Synthetic drugs have changed organized crime. As opposed to most legacy drugs — which rely on plants, harvests, favorable weather, significant and varied manual labor, and transport of bulk amounts of illicit substances across heavily-policed terrain — synthetic drugs can be produced in laboratories year-round.

This is done using a wide variety of mostly sparsely or unevenly regulated chemicals, which can be employed at different stages of the process in rudimentary laboratories and transported in large or small amounts, often without the knowledge of the transporters themselves.

The raw materials for these drugs are chemicals referred to as precursors. The sources for these precursor chemicals span the globe. They are currently concentrated in China, where a relatively small number of companies appear to be producing precursor chemicals, in mainly two provinces.

*This article is part of a two-year investigation that tracked the supply chain of precursor chemicals that aid in the production of methamphetamine and fentanyl in Mexico. Read the other articles of the investigation here and the full report here.

These chemicals are marketed and sold on the internet, where an army of online providers offer well-regulated and unregulated chemicals via the Clearnet and the dark web. These marketers are sometimes extensions of these same production companies and sometimes independent. Some are also clans, which appear to own numerous production and marketing companies.

SEE ALSO: China Producers Cashing in on Online Sale of Fentanyl Precursors

This investigation sought to understand the flow of these precursors for the production of synthetic drugs in Mexico, specifically methamphetamine and fentanyl. The entire report is available in PDF here, but we have also broken down some of the major findings into shorter articles.  

Below is the report’s executive summary and major findings.

Executive Summary 

Precursors are transported to Mexico via cargo ships or air cargo, traveling direct or via circuitous routes. Cargo is often mislabeled, camouflaging the contents, purpose, or amount of their shipment. In Mexico, brokers and independent buyers facilitate this trade, filing paperwork, creating fictitious companies, or bribing officials. The chemicals then make their way to small producers. Often referred to as “cooks,” these producers synthesize the precursors into illicit synthetic drugs that are then sold to large buyers and transport specialists.

Two large criminal networks buy and move synthetic drugs in bulk: the Sinaloa Cartel and Jalisco Cartel New Generation (Cartel de Jalisco Nueva Generación – CJNG). These networks are responsible for bringing this product across the most difficult part of its journey and thus charge a premium for their services. After they sell the drugs wholesale, they are largely absent, leaving the distribution and retail sales to other local criminal networks.

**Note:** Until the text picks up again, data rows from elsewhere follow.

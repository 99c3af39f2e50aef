//! Security-alert scanner.
//!
//! Responsibilities:
//! - Walk a populated `ConfigValue` tree alongside its schema.
//! - Report every populated field whose sensitivity scope equals the active environment.
//!
//! Does NOT handle:
//! - Deciding the active environment (see `loader::builder`).
//! - Redacting or rejecting sensitive values; alerts are informational only.
//!
//! Invariants:
//! - Alerts come out in declaration order, depth-first, parents before children.
//! - A missing value stops the walk for that field; a non-table root is a no-op.
//! - Scanning never mutates the tree and never fails.

use crate::events::{ConfigEvent, EventSink, SecurityAlert};
use crate::schema::{FieldSchema, join_path};
use crate::types::Environment;
use crate::value::ConfigValue;

/// Collect the security alerts for `tree` under `environment`.
pub fn collect_security_alerts(
    schema: &[FieldSchema],
    tree: &ConfigValue,
    environment: Environment,
) -> Vec<SecurityAlert> {
    let mut alerts = Vec::new();
    scan_node(schema, tree, "", environment, &mut alerts);
    alerts
}

/// Scan `tree` and emit one `ConfigEvent::SecurityAlert` per finding.
///
/// Returns the number of alerts emitted.
pub fn check_security_alerts(
    schema: &[FieldSchema],
    tree: &ConfigValue,
    environment: Environment,
    sink: &dyn EventSink,
) -> usize {
    let alerts = collect_security_alerts(schema, tree, environment);
    let count = alerts.len();
    for alert in alerts {
        sink.emit(&ConfigEvent::SecurityAlert(alert));
    }
    count
}

fn scan_node(
    schema: &[FieldSchema],
    node: &ConfigValue,
    prefix: &str,
    environment: Environment,
    alerts: &mut Vec<SecurityAlert>,
) {
    let Some(children) = node.as_table() else {
        return;
    };

    for field in schema {
        let Some(value) = children.get(field.key) else {
            continue;
        };
        let path = join_path(prefix, field.key);

        if field.sensitivity == Some(environment) && !value.is_zero() {
            alerts.push(SecurityAlert {
                field: field.name,
                path: path.clone(),
                environment,
            });
        }

        if value.is_table() {
            scan_node(field.children(), value, &path, environment, alerts);
        }
    }
}
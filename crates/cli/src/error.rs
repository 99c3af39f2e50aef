//! CLI exit codes for scripting and automation.
//!
//! Responsibilities:
//! - Define structured exit codes that scripts can use to distinguish error types.
//! - Map configuration errors to appropriate exit codes.
//!
//! Does NOT handle:
//! - Error message formatting (handled by anyhow Display).

use horizon_config::ConfigError;

/// Structured exit codes for the horizon binary.
#[derive(Debug, Clone, Copy, PartialEq, Eq)]
#[repr(u8)]
pub enum ExitCode {
    /// Success - server started.
    #[allow(dead_code)]
    Success = 0,

    /// General error - unhandled or generic failure.
    GeneralError = 1,

    /// Configuration could not be read, parsed or written.
    ///
    /// Scripts should fix the config file and not retry unchanged.
    ConfigError = 2,
}

impl ExitCode {
    /// Convert the exit code to an i32 for use with std::process::exit().
    pub const fn as_i32(self) -> i32 {
        self as u8 as i32
    }
}

/// Extension trait for anyhow::Error to extract exit codes.
pub trait ExitCodeExt {
    /// Extract the appropriate exit code from this error.
    ///
    /// Returns ExitCode::GeneralError if no ConfigError is in the chain.
    fn exit_code(&self) -> ExitCode;
}

impl ExitCodeExt for anyhow::Error {
    fn exit_code(&self) -> ExitCode {
        if self
            .chain()
            .any(|cause| cause.downcast_ref::<ConfigError>().is_some())
        {
            ExitCode::ConfigError
        } else {
            ExitCode::GeneralError
        }
    }
}
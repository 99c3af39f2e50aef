//! Default-value resolver.
//!
//! Responsibilities:
//! - Derive the dotted-path → default map from schema metadata.
//! - Seed a `KeyValueStore` with those defaults.
//!
//! Does NOT handle:
//! - Type coercion; defaults stay strings until unmarshal.
//! - Explicit or environment values, which take precedence inside the store.
//!
//! Invariants:
//! - Only fields with both a non-empty key and a non-empty default produce an entry.
//! - Tables always recurse with their own key appended, whether or not they
//!   carry a default themselves.
//! - Resolution is pure and never fails.

use std::collections::BTreeMap;

use super::store::KeyValueStore;
use crate::schema::{FieldSchema, walk};

/// Resolve every declared default under `prefix` (empty at top level).
pub fn resolve_defaults(schema: &[FieldSchema], prefix: &str) -> BTreeMap<String, String> {
    let mut defaults = BTreeMap::new();
    walk(schema, prefix, &mut |path, field| {
        if field.key.is_empty() {
            return;
        }
        if let Some(default) = field.default.filter(|d| !d.is_empty()) {
            defaults.insert(path.to_string(), default.to_string());
        }
    });
    defaults
}

/// Push every resolved default for `schema` into `store`.
///
/// Returns the number of defaults applied.
pub fn apply_defaults(store: &mut KeyValueStore, schema: &[FieldSchema]) -> usize {
    let defaults = resolve_defaults(schema, "");
    let count = defaults.len();
    for (key, value) in defaults {
        store.set_default(&key, value);
    }
    count
}
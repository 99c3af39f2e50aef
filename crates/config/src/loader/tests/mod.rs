//! Tests for the configuration loader.
//!
//! Responsibilities:
//! - Test the two-pass load against real INI files.
//! - Test default resolution and precedence of file, environment and defaults.
//! - Test security scanning during a load.
//! - Test default file creation.
//!
//! Invariants:
//! - Tests use `serial_test` to prevent environment variable pollution.
//! - Tests use `global_test_lock()` for additional synchronization.
//! - Temporary directories are cleaned up automatically via `tempfile`.

use std::path::{Path, PathBuf};
use std::sync::Mutex;


/// Returns the global test lock for environment variable isolation.
pub fn env_lock() -> &'static Mutex<()> {
    crate::test_util::global_test_lock()
}

/// Write `contents` to `config.ini` inside `dir` and return its path.
pub fn write_config_file(dir: &Path, contents: &str) -> PathBuf {
    let path = dir.join("config.ini");
    std::fs::write(&path, contents).expect("Failed to write test config");
    path
}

The precursor industry — and the synthetic drug industry writ large — is so challenging to disrupt precisely because it works across legal and illegal spheres, involves many layers and different criminal networks, and has many means to obtain its final objective: the sale of synthetic drugs to an increasing number of consumers. 

Those consumers are not just in the United States where synthetic drugs — in particular fentanyl — are responsible for tens of thousands of drug overdoses per year. Places like Mexico are experiencing a dramatic uptick in synthetic drug consumption, mostly methamphetamine but also fentanyl. The synthetic drug industry is also having ill effects on the environment in Mexico and is behind a surge in violence in the corridors where it is trafficked and sold on the local market.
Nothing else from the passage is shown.